Show multiple comparisons¶

In this one we have an example where we have two conditions for two groups of genes.

[6]:

# Pretend we have two conditions
df['cond_1'] = df['logfc'] + 1
df['cond_2'] = df['logfc'] - 1

boxplot = Boxplot(df, x='external_gene_name', y='logfc')
mt_genes = [g for g in df['external_gene_name'].values if 'MT' in g]
hox_genes = [g for g in df['external_gene_name'].values if 'HOX' in g]
# conditions: list, filter_column=None, filter_values=None
hox_df = boxplot.format_data_for_boxplot(
                   df,
                   conditions=["cond_1", "cond_2"],
                   filter_column="external_gene_name",
                   filter_values=hox_genes)

# Add another column to the hox df that's the label
hox_df['Gene Group'] = 'Hox'

# Create a df for the MT genes
mt_df = boxplot.format_data_for_boxplot(
                   df,
                   conditions=["cond_1", "cond_2"],
                   filter_column="external_gene_name",
                   filter_values=mt_genes)

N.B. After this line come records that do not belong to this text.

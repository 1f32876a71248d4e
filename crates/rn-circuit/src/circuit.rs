//! Circuits and the arena that owns them.
//!
//! A circuit is one segment of a tree. Roots start at a power source. A
//! parent ends with a half passage at a branch node (entered, not left) and
//! each child starts at that node with a passage that leaves but was not
//! entered, so counters summed over a tree match one flat path per leaf.
//!
//! Every registration goes through [`register_items`]/[`unregister_items`].
//! A circuit is freed only once it holds no registration.

use std::collections::BTreeMap;

use rn_core::{CircuitId, CircuitKind, IdAlloc, NodeId, Pole};
use rn_graph::{ContactPole, Flow, Network};
use tracing::debug;

use crate::item::{Item, NodePassage};
use crate::report::Abandon;

#[derive(Debug, Clone, PartialEq, Eq)]
pub struct Circuit {
    id: CircuitId,
    source: NodeId,
    kind: CircuitKind,
    enabled: bool,
    items: Vec<Item>,
    parent: Option<CircuitId>,
    children: Vec<CircuitId>,
    closed_children: usize,
}

impl Circuit {
    pub fn id(&self) -> CircuitId {
        self.id
    }

    /// Power source the tree grows from.
    pub fn source(&self) -> NodeId {
        self.source
    }

    pub fn kind(&self) -> CircuitKind {
        self.kind
    }

    pub fn is_enabled(&self) -> bool {
        self.enabled
    }

    pub fn items(&self) -> &[Item] {
        &self.items
    }

    pub fn parent(&self) -> Option<CircuitId> {
        self.parent
    }

    pub fn children(&self) -> &[CircuitId] {
        &self.children
    }

    pub fn closed_children(&self) -> usize {
        self.closed_children
    }

    pub fn is_leaf(&self) -> bool {
        self.children.is_empty()
    }

    pub fn last_passage(&self) -> Option<&NodePassage> {
        self.items.last().and_then(Item::as_node)
    }

    /// Node passages only.
    pub fn nodes(&self) -> impl Iterator<Item = &NodePassage> {
        self.items.iter().filter_map(Item::as_node)
    }
}

pub(crate) fn register_items(net: &mut Network, id: CircuitId, kind: CircuitKind, items: &[Item]) {
    for item in items {
        match item {
            Item::Node(p) => net.register_passages(p.node, id, kind, &[p.passage()]),
            Item::Cable(c) => net.register_cable(c.cable, id, kind, c.pole),
        }
    }
}

pub(crate) fn unregister_items(net: &mut Network, id: CircuitId, kind: CircuitKind, items: &[Item]) {
    for item in items {
        match item {
            Item::Node(p) => net.unregister_passages(p.node, id, kind, &[p.passage()]),
            Item::Cable(c) => net.unregister_cable(c.cable, id, kind, c.pole),
        }
    }
}

#[derive(Debug, Clone, Default)]
pub struct CircuitArena {
    circuits: BTreeMap<CircuitId, Circuit>,
    ids: IdAlloc,
    roots: BTreeMap<NodeId, Vec<CircuitId>>,
}
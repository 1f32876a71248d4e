//! Circuit path items.

use rn_core::{CableId, NodeId, Pole, Side};
use rn_graph::{ContactPole, Passage};

/// One traversal of a node.
#[derive(Debug, Clone, Copy, PartialEq, Eq, Hash)]
pub struct NodePassage {
    pub node: NodeId,
    pub from: Option<ContactPole>,
    pub to: Option<ContactPole>,
}

impl NodePassage {
    pub fn passage(&self) -> Passage {
        Passage {
            from: self.from,
            to: self.to,
        }
    }

    /// Entered but not left.
    pub fn is_half(&self) -> bool {
        self.from.is_some() && self.to.is_none()
    }

    pub fn touches(&self, node: NodeId, at: ContactPole) -> bool {
        self.node == node && (self.from == Some(at) || self.to == Some(at))
    }

    pub fn with_to(self, to: Option<ContactPole>) -> Self {
        Self { to, ..self }
    }
}

/// One traversal of a cable. `side` is the end the current enters from.
#[derive(Debug, Clone, Copy, PartialEq, Eq, Hash)]
pub struct CablePassage {
    pub cable: CableId,
    pub side: Side,
    pub pole: Pole,
}

#[derive(Debug, Clone, Copy, PartialEq, Eq, Hash)]
pub enum Item {
    Node(NodePassage),
    Cable(CablePassage),
}

impl Item {
    pub fn as_node(&self) -> Option<&NodePassage> {
        match self {
            Item::Node(n) => Some(n),
            Item::Cable(_) => None,
        }
    }

    pub fn as_node_mut(&mut self) -> Option<&mut NodePassage> {
        match self {
            Item::Node(n) => Some(n),
            Item::Cable(_) => None,
        }
    }

    pub fn as_cable(&self) -> Option<&CablePassage> {
        match self {
            Item::Cable(c) => Some(c),
            Item::Node(_) => None,
        }
    }
}

/// True if any passage in `items` enters or leaves `node` through `at`.
pub fn contains_node(items: &[Item], node: NodeId, at: ContactPole) -> bool {
    items
        .iter()
        .filter_map(Item::as_node)
        .any(|p| p.touches(node, at))
}

/// Node passages of `items` at `node`, with their indices.
pub fn passages_at(items: &[Item], node: NodeId) -> impl Iterator<Item = (usize, &NodePassage)> {
    items
        .iter()
        .enumerate()
        .filter_map(move |(i, item)| item.as_node().filter(|p| p.node == node).map(|p| (i, p)))
}
//! Engine tunables.

use serde::{Deserialize, Serialize};

/// Options for the propagation engine.
#[derive(Clone, Debug, PartialEq, Eq, Serialize, Deserialize)]
#[serde(default)]
pub struct EngineConfig {
    /// Maximum node depth of one discovery walk (loop safety valve)
    pub max_depth: usize,
    /// Maximum relay transitions applied while settling one operation
    pub max_settle_steps: usize,
}

impl Default for EngineConfig {
    fn default() -> Self {
        Self {
            max_depth: 1000,
            max_settle_steps: 10_000,
        }
    }
}

#[cfg(test)]
mod tests {
    use super::*;

    #[test]
    fn missing_fields_take_defaults() {
        let cfg: EngineConfig = serde_json::from_str(r#"{"max_depth": 12}"#).unwrap();
        assert_eq!(cfg.max_depth, 12);
        assert_eq!(cfg.max_settle_steps, 10_000);
    }
}
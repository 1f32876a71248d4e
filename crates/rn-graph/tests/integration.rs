//! Integration tests for rn-graph.

use proptest::prelude::*;
use rn_core::{AnyCircuit, CableMode, CablePower, CablePowerPole, CircuitId, CircuitKind, Pole, Side};
use rn_graph::{
    validate_topology, ContactPole, Event, Junction, Network, NodeKind, OnOffSwitch, Passage,
    PowerSource,
};

fn cp(contact: usize, pole: Pole) -> ContactPole {
    ContactPole::new(contact, pole)
}

#[test]
fn wire_source_to_junction() {
    // Source -> [K1] -> Junction
    let mut net = Network::new();
    let src = net.add_node("B1", NodeKind::PowerSource(PowerSource { enabled: false }));
    let j = net.add_node("J1", NodeKind::Junction(Junction::default()));
    let k = net.add_cable(CableMode::BifilarBoth);
    for pole in Pole::BOTH {
        net.attach(src, 0, k, Side::A, pole).unwrap();
        net.attach(j, 0, k, Side::B, pole).unwrap();
    }
    validate_topology(&net).unwrap();

    let binding = net.node(src).unwrap().contacts()[0].binding().unwrap();
    let end = net.far_end(binding).unwrap();
    assert_eq!(end.node, j);
    assert_eq!(end.contact, 0);

    let out = net
        .node(j)
        .unwrap()
        .active_connections(cp(0, Pole::Second), false);
    assert_eq!(out.len(), 3);
    assert!(out.iter().all(|c| c.pole == Pole::Second));
}

#[test]
fn registration_round_trip_leaves_network_idle() {
    let mut net = Network::new();
    let s = net.add_node("S1", NodeKind::Switch(OnOffSwitch { on: true }));
    let k = net.add_cable(CableMode::Unifilar);
    net.attach(s, 1, k, Side::A, Pole::First).unwrap();
    net.drain_events();

    let circuit = CircuitId::from_index(0);
    let passage = Passage {
        from: Some(cp(0, Pole::First)),
        to: Some(cp(1, Pole::First)),
    };
    net.register_passages(s, circuit, CircuitKind::Closed, &[passage]);
    net.register_cable(k, circuit, CircuitKind::Closed, Pole::First);

    let node = net.node(s).unwrap();
    assert_eq!(node.has_any_circuit(1), AnyCircuit::Closed);
    assert!(node.has_exit_on_pole(1, Pole::First, CircuitKind::Closed));
    assert_eq!(
        net.cable(k).unwrap().powered(),
        CablePower::Closed(CablePowerPole::First)
    );

    let events = net.drain_events();
    assert!(events.contains(&Event::ContactsChanged(s)));
    assert!(events.iter().any(|e| matches!(e, Event::PowerChanged { cable, .. } if *cable == k)));

    net.unregister_passages(s, circuit, CircuitKind::Closed, &[passage]);
    net.unregister_cable(k, circuit, CircuitKind::Closed, Pole::First);
    assert!(net.is_idle());
}

#[test]
fn removing_cable_unbinds_contacts() {
    let mut net = Network::new();
    let a = net.add_node("A", NodeKind::Switch(OnOffSwitch::default()));
    let b = net.add_node("B", NodeKind::Switch(OnOffSwitch::default()));
    let k = net.add_cable(CableMode::default());
    net.attach(a, 1, k, Side::A, Pole::First).unwrap();
    net.attach(b, 0, k, Side::B, Pole::First).unwrap();

    net.remove_cable(k).unwrap();
    assert!(net.node(a).unwrap().contacts()[1].binding().is_none());
    assert!(net.node(b).unwrap().contacts()[0].binding().is_none());
    validate_topology(&net).unwrap();
}

proptest! {
    #[test]
    fn registration_counters_balance(
        regs in prop::collection::vec((0..4usize, 1..4usize, any::<bool>(), any::<bool>()), 1..16)
    ) {
        let mut net = Network::new();
        let j = net.add_node("J1", NodeKind::Junction(Junction::default()));
        let mut done = Vec::new();
        for (i, (from, step, second, closed)) in regs.into_iter().enumerate() {
            let pole = if second { Pole::Second } else { Pole::First };
            let kind = if closed { CircuitKind::Closed } else { CircuitKind::Open };
            let passage = Passage {
                from: Some(cp(from, pole)),
                to: Some(cp((from + step) % 4, pole)),
            };
            let circuit = CircuitId::from_index(i as u32);
            net.register_passages(j, circuit, kind, &[passage]);
            done.push((circuit, kind, passage));
        }
        prop_assert!(net.node(j).unwrap().has_any_circuits());
        for (circuit, kind, passage) in done.into_iter().rev() {
            net.unregister_passages(j, circuit, kind, &[passage]);
        }
        prop_assert!(net.node(j).unwrap().is_idle());
        prop_assert!(net.is_idle());
    }
}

# Add another column to the hox df that's the label
mt_df['Gene Group'] = 'MT'

gene_df = pd.concat([hox_df, mt_df])

# Now we set hue
boxplot = Boxplot(df=gene_df, x='Conditions', y='Values', title='Hox & MT genes', xlabel='', ylabel='Log FC',
                  box_colors=None, # An ordered list of colours to match the conditions
                  hue='Gene Group', # A column in your dataset that you want to colour by
                  order=None, # Order of the box's
                  hue_order=None, # order of the colours
                  showfliers=False, # Show fliers (on the box's)
                  add_dots=False,  # Add dots for each data point
                  add_stats=True, # Add statistics between box's pairwise tests
                  stat_method='t-test_ind', # Type of stat
                  box_pairs=None, # Pre-specified comparisons (if you don't want to do all pairs)
                  figsize=(3, 3),
                  title_font_size=12,
                  label_font_size=8,
                  title_font_weight=700) # Config options = any of the parameters with the same name but with in a dictionary format instead)
boxplot.plot()
plt.show()

p-value annotation legend:
ns: 5.00e-02 < p <= 1.00e+00
*: 1.00e-02 < p <= 5.00e-02
**: 1.00e-03 < p <= 1.00e-02
***: 1.00e-04 < p <= 1.00e-03
****: p <= 1.00e-04

cond_1 v.s. cond_2: t-test independent samples with Bonferroni correction, P_val=1.843e-13 stat=7.417e+00

Another example¶

[7]:

# Pretend we have two conditions and two groups of genes we want to identify the significance between
df['cond_1'] = df['logfc'] + 1
df['cond_2'] = df['logfc'] - 1

boxplot = Boxplot(df, x='external_gene_name', y='logfc')
mt_genes = [g for g in df['external_gene_name'].values if 'MT' in g]
hox_genes = [g for g in df['external_gene_name'].values if 'HOX' in g]
# conditions: list, filter_column=None, filter_values=None
hox_df = boxplot.format_data_for_boxplot(
                   df,
                   conditions=["cond_1", "cond_2"],
                   filter_column="external_gene_name",
                   filter_values=hox_genes)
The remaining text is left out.